Dr. Rabinovitch’s former research team in Canada tested the same combination of two oral medications to be tested in this clinical research study. This blend regenerated pancreatic beta cells in mice with type 1 diabetes. Dr. Rabinovitch’s findings were published in the journal Diabetologia in June 2009. More recently, he has found this combination of medications could also stimulate adult human pancreatic duct cells to develop into insulin-secreting beta cells.
Based on these research studies, using mice and adult human pancreatic cells, Dr. Rabinovitch has developed a placebo-controlled research study (a study in which a percentage of patients take an inactive substance that looks the same as active medications). In addition this study will be masked, meaning the patient, study doctor, and study coordinator are blinded to what the patient is taking. Patients will be randomly assigned, similar to a flip of a coin, to a combination of two medications or placebo (inactive substance that looks the same as active medications). Patients who have recently been diagnosed (within four months) with type 1 diabetes and are being treated with insulin may be eligible for this study.

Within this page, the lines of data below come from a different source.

//! Generation contexts and dependency resolution.
//!
//! A context aggregates the fields a test-data task needs, the results
//! generated for them and the dependency edges between them. The store keeps
//! contexts in concurrent maps, resolves dependencies in a deterministic
//! order and scores context readiness.

pub mod errors;
pub mod model;
pub mod resolve;
pub mod store;

pub use errors::{ContextError, Result};
pub use model::{ContextExport, ContextStatus, ContextValidationResult, GenerationContext};
pub use resolve::{build_dependency_context, is_dependency_satisfied, validation_score};
pub use store::ContextStore;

Both medications under study are FDA approved drugs and are currently widely used on their own for other medical conditions. Sitagliptin is a drug found to control blood glucose in people with type 2 diabetes. Lansoprazole is prescribed as an antacid for heartburn. Although used in other conditions, this combination of agents in type 1 diabetes is investigational.
A total of 54 patients will be enrolled in REPAIR T1D. Thirty-six patients will receive test medications and 18 will receive placebos (inactive substance that looks the same as active medications), given as capsules, daily for 12 months, followed by a 12 month follow-up.
“I am very proud of The Sanford Project team’s early accomplishments,” stated Paul Burn, PhD, Todd and Linda Broin Chair and Director of The Sanford Project.
The Sanford Project has one goal: researching and curing type 1 diabetes. A $10 million gift from Todd and Linda Broin of Sioux Falls, SD to fund the chair of The Sanford Project accelerated its progress. Additional funding will be provided by the Juvenile Diabetes Research Foundation. In 2009, a team of international researchers, including Dr. Rabinovitch, joined The Sanford Project, which is currently located at the Sanford Center in northeast Sioux Falls.
For more information about The Sanford Project visit http://www.sanfordproject.org. To learn how to enroll in the REPAIR T1D trial, call 605-328-1368. Further information on the trial can also be found at http://www.clinicaltrials.gov with the Identifier: NCT01155284.
About The Sanford Project
The Sanford Project is one of the four initiatives made possible through Denny Sanford’s transformational gift to Sanford Health in 2007. From its inception, The Sanford Project was “designed for results.” Sanford Health will combine clinical components of patient care and science into one of the most promising and fast-moving fields of research; regenerative medicine. Their goal is to research and cure type 1 diabetes, all in pursuit of a healthy future for our children.